Quotulatiousness

January 7, 2016

QotD: The right to record police officers

Filed under: Law, Liberty, Quotations, USA — Tags: , , , , — Nicholas @ 01:00

Some advice for the beleaguered and backward states of Illinois, Massachusetts, et al.: If police are not obliged to ask our permission before recording their public encounters with us, then we should not be obliged to ask their permission before recording our public encounters with them. That states generally dominated by so-called progressives should be so insistent upon asymmetric police powers and special privileges for government’s armed agents is surprising only to those who do not understand the basic but seldom-spoken truth about progressivism: The welfare state is the police state.

Why Illinois Republicans are on board is another matter, bringing up the eternal question that conservatives can expect to be revisiting frequently after January: What, exactly, is the point of the Republican party?

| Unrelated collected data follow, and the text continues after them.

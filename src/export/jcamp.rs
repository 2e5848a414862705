//! JCAMP-DX style peak-table library.
//!
//! Each compound becomes one labelled record followed by `m/z intensity`
//! pairs and an `##END=` marker; records are separated by a blank line.
//! Intensities are truncated toward zero, never rounded.

use std::fmt::Write as _;
use std::fs::File;
use std::io::{BufWriter, Write};
use std::path::Path;

use super::{format_decimal, ExportError, ExportOptions};
use crate::compound::{max_mz, MergedCompoundEntry};

/// Render one entry as a peak-table record (without the trailing blank line).
pub fn format_record(entry: &MergedCompoundEntry, options: &ExportOptions) -> Result<String, ExportError> {
    let last_x = max_mz(&entry.peaks).ok_or_else(|| ExportError::EmptySpectrum {
        name: entry.display_name().to_string(),
    })?;

    let mut text = String::new();
    let mut field = |label: &str, value: &dyn std::fmt::Display| {
        let _ = writeln!(text, "##{label}={value}");
    };
    field("TITLE", &entry.display_name());
    field("JCAMPDX", &"Revision 5.00");
    field("DATA TYPE", &"MASS SPECTRUM");
    field("ORIGIN", &options.origin);
    field("OWNER", &"");
    field("CAS REGISTRY NO", &entry.cas_number.as_deref().unwrap_or(""));
    field("$RETENTION INDEX", &format_decimal(entry.retention_index));
    field("RETENTION TIME", &format_decimal(entry.retention_time));
    field("MOLECULAR FORMULA", &entry.formula.as_deref().unwrap_or(""));
    field("XUNITS", &"M/Z");
    field("YUNITS", &"RELATIVE INTENSITY");
    field("XFACTOR", &1);
    field("YFACTOR", &1);
    field("FIRSTX", &0);
    field("LASTX", &last_x);
    field("FIRSTY", &0);
    field("MAXX", &last_x);
    field("MINX", &0);
    field("MAXY", &999);
    field("MINY", &0);
    field("MW", &format_decimal(entry.retention_time));
    field("NPOINTS", &entry.peaks.len());
    field("PEAK TABLE", &"(XY..XY)");

    for peak in &entry.peaks {
        let _ = writeln!(text, "{} {}", peak.mz, peak.intensity.trunc() as i64);
    }
    text.push_str("##END=");
    Ok(text)
}

/// Write all entries as a peak-table library.
pub fn write_library<'a, W, I>(mut writer: W, entries: I, options: &ExportOptions) -> Result<usize, ExportError>
where
    W: Write,
    I: IntoIterator<Item = &'a MergedCompoundEntry>,
{
    let mut count = 0;
    for entry in entries {
        let record = format_record(entry, options)?;
        writer.write_all(record.as_bytes())?;
        writer.write_all(b"\n\n")?;
        count += 1;
    }
    writer.flush()?;
    Ok(count)
}

/// Write all entries to a peak-table file.
pub fn write_library_file<'a, P, I>(path: P, entries: I, options: &ExportOptions) -> Result<usize, ExportError>
where
    P: AsRef<Path>,
    I: IntoIterator<Item = &'a MergedCompoundEntry>,
{
    let file = File::create(path)?;
    write_library(BufWriter::new(file), entries, options)
}

/// Title and peaks of one record read back from a peak-table file
#[derive(Debug, Clone, PartialEq, Eq)]
pub struct PeakTableRecord {
    /// `##TITLE=` value
    pub title: String,
    /// `(m/z, intensity)` pairs from the peak section
    pub peaks: Vec<(u32, i64)>,
}

/// Read the titles and peak sections of a peak-table library.
pub fn read_peak_tables(text: &str) -> Result<Vec<PeakTableRecord>, ExportError> {
    let mut records = Vec::new();
    let mut title: Option<String> = None;
    let mut peaks: Option<Vec<(u32, i64)>> = None;

    for (line_no, line) in text.lines().enumerate() {
        let line = line.trim();
        if line.is_empty() {
            continue;
        }

        if let Some(label) = line.strip_prefix("##") {
            let (key, value) = label.split_once('=').unwrap_or((label, ""));
            match key {
                "TITLE" => {
                    title = Some(value.to_string());
                    peaks = None;
                }
                "PEAK TABLE" => peaks = Some(Vec::new()),
                "END" => {
                    let record = PeakTableRecord {
                        title: title.take().ok_or_else(|| {
                            ExportError::InvalidPeakTable(format!("line {}: END without TITLE", line_no + 1))
                        })?,
                        peaks: peaks.take().unwrap_or_default(),
                    };
                    records.push(record);
                }
                _ => {}
            }
            continue;
        }

        let Some(section) = peaks.as_mut() else {
            return Err(ExportError::InvalidPeakTable(format!(
                "line {}: data outside a peak table",
                line_no + 1
            )));
        };
        let mut fields = line.split_whitespace();
        let parsed = match (fields.next(), fields.next(), fields.next()) {
            (Some(mz), Some(intensity), None) => mz.parse::<u32>().ok().zip(intensity.parse::<i64>().ok()),
            _ => None,
        };
        match parsed {
            Some(pair) => section.push(pair),
            None => {
                return Err(ExportError::InvalidPeakTable(format!(
                    "line {}: expected `<m/z> <intensity>`, got {:?}",
                    line_no + 1,
                    line
                )))
            }
        }
    }

    if title.is_some() {
        return Err(ExportError::InvalidPeakTable("last record has no END".to_string()));
    }
    Ok(records)
}

#[cfg(test)]
mod tests {
    use super::*;
    use crate::compound::{CompoundRecord, Peak};

    fn entry() -> MergedCompoundEntry {
        let record = CompoundRecord::new(5.5, vec![Peak::new(91, 999.9), Peak::new(65, 120.2), Peak::new(92, 72.0)])
            .with_name("Toluene")
            .with_formula("C7H8")
            .with_cas_number("108-88-3")
            .with_retention_index(1042.3);
        MergedCompoundEntry::from(record)
    }

    #[test]
    fn test_format_record() {
        let text = format_record(&entry(), &ExportOptions::default()).unwrap();
        let expected = "\
##TITLE=Toluene
##JCAMPDX=Revision 5.00
##DATA TYPE=MASS SPECTRUM
##ORIGIN=Combined CEF Results
##OWNER=
##CAS REGISTRY NO=108-88-3
##$RETENTION INDEX=1042.3
##RETENTION TIME=5.5
##MOLECULAR FORMULA=C7H8
##XUNITS=M/Z
##YUNITS=RELATIVE INTENSITY
##XFACTOR=1
##YFACTOR=1
##FIRSTX=0
##LASTX=92
##FIRSTY=0
##MAXX=92
##MINX=0
##MAXY=999
##MINY=0
##MW=5.5
##NPOINTS=3
##PEAK TABLE=(XY..XY)
91 999
65 120
92 72
##END=";
        assert_eq!(text, expected);
    }

    #[test]
    fn test_empty_spectrum_rejected() {
        let mut empty = entry();
        empty.peaks.clear();
        assert!(matches!(
            format_record(&empty, &ExportOptions::default()),
            Err(ExportError::EmptySpectrum { .. })
        ));
    }

    #[test]
    fn test_records_are_separated_by_blank_line() {
        let entries = vec![entry(), entry()];
        let mut out = Vec::new();
        let count = write_library(&mut out, &entries, &ExportOptions::default()).unwrap();
        assert_eq!(count, 2);
        let text = String::from_utf8(out).unwrap();
        assert_eq!(text.matches("##END=\n\n##TITLE=").count(), 1);
        assert!(text.ends_with("##END=\n\n"));
    }

    #[test]
    fn test_read_back_peaks() {
        let entries = vec![entry()];
        let mut out = Vec::new();
        write_library(&mut out, &entries, &ExportOptions::default()).unwrap();

        let records = read_peak_tables(&String::from_utf8(out).unwrap()).unwrap();
        assert_eq!(records.len(), 1);
        assert_eq!(records[0].title, "Toluene");
        assert_eq!(records[0].peaks, vec![(91, 999), (65, 120), (92, 72)]);
    }

    #[test]
    fn test_read_rejects_garbage() {
        assert!(read_peak_tables("12 34\n").is_err());
        assert!(read_peak_tables("##TITLE=x\n##PEAK TABLE=(XY..XY)\n12 abc\n##END=\n").is_err());
        assert!(read_peak_tables("##TITLE=x\n##PEAK TABLE=(XY..XY)\n12 3\n").is_err());
    }
}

Illinois is attempting to resurrect what the state’s politicians pretend is a privacy-protecting anti-surveillance law; in reality, it is the nearly identical reincarnation of the state’s earlier anti-recording law, the main purpose of which was to charge people who record police encounters with a felony, an obvious and heavy-handed means of discouraging such recording. Illinois’s state supreme court threw the law out on the grounds that police do not have a reasonable expectation of privacy when carrying out their duties, though police and politicians argued the contrary — apparently, some part of the meaning of the phrase “public servants” eludes them. The new/old law is, by design, maddeningly vague, and will leave Illinois residents unsure of which encounters may be legally recorded and which may not.

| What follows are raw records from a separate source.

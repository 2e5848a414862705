//! # cefmerge - Consolidate CEF compound results into spectral libraries
//!
//! `cefmerge` reads the Compound Exchange Format (CEF) files written by vendor
//! deconvolution software, merges the compounds found across runs, groups
//! near-identical neighbouring spectra and exports the result as spectral
//! libraries for downstream MS search tools.
//!
//! ## Pipeline
//!
//! 1. **Read**: every `*.cef` file in a directory is parsed into
//!    [`CompoundRecord`](compound::CompoundRecord)s. Malformed compounds and
//!    unreadable files are skipped and reported, never silently dropped.
//! 2. **Merge**: records sharing a name within an RT tolerance collapse into
//!    one entry keeping the strongest (largest area) observation; remaining
//!    same-name entries become `"<name> peak N"`.
//! 3. **Exclude**: entries whose formula contains an excluded token (by
//!    default `"Si"`, column bleed) are removed.
//! 4. **Group**: neighbours in RT order are compared by cosine similarity and
//!    split into contiguous groups.
//!
//! ## Quick Start
//!
//! ```rust,no_run
//! use cefmerge::pipeline::{combine, CombineConfig};
//! use cefmerge::export::{jcamp, ExportOptions};
//!
//! let config = CombineConfig::default().with_rt_tolerance(0.05);
//! let output = combine("results/", &config)?;
//!
//! println!("{}", output.report);
//! for entry in &output.table {
//!     println!("{:>8.3} {:<40} group {}", entry.retention_time, entry.display_name(), entry.group_id);
//! }
//!
//! jcamp::write_library_file("library.jdx", &output.table, &ExportOptions::default())?;
//! # Ok::<(), Box<dyn std::error::Error>>(())
//! ```
//!
//! ## Architecture
//!
//! - [`cef`]: streaming CEF reader
//! - [`compound`]: records, merged entries and the final table
//! - [`similarity`]: nominal-mass cosine similarity
//! - [`merge`]: deduplication, renaming and formula exclusion
//! - [`grouping`]: neighbour similarity and group assignment
//! - [`pipeline`]: directory-level orchestration and reporting
//! - [`export`]: peak-table, XML library, search hand-off and CSV writers

// Documentation lints - enforce complete documentation for publication
#![deny(missing_docs)]
#![deny(rustdoc::missing_crate_level_docs)]

pub mod cef;
pub mod compound;
pub mod export;
pub mod grouping;
pub mod merge;
pub mod pipeline;
pub mod similarity;

/// Re-export commonly used types for convenience
pub mod prelude {
    pub use crate::cef::{read_cef_file, CefError, CefFile, CefReader};
    pub use crate::compound::{CompoundRecord, CompoundTable, MergedCompoundEntry, Peak};
    pub use crate::export::{ExportError, ExportOptions};
    pub use crate::grouping::{group_entries, DEFAULT_GROUP_SIMILARITY_THRESHOLD};
    pub use crate::merge::{exclude_formulas, merge_records, DEFAULT_RT_TOLERANCE};
    pub use crate::pipeline::{
        combine, combine_files, combine_records, CombineConfig, CombineOutput, CombineReport,
        PipelineError, SkippedSource,
    };
    pub use crate::similarity::similarity;
}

Here is the solution: Pass a law explicitly recognizing the right of citizens to record police officers. It is important to note that such a law would recognize a right rather than create one: Government has no legitimate power to forbid free people from using cameras, audio-recording devices, or telephones in public to document the business of government employees. The statute would only clarify that Americans — even in Illinois — already are entitled to that right.

Kevin D. Williamson, “Prairie State Police State”, National Review, 2014-12-10.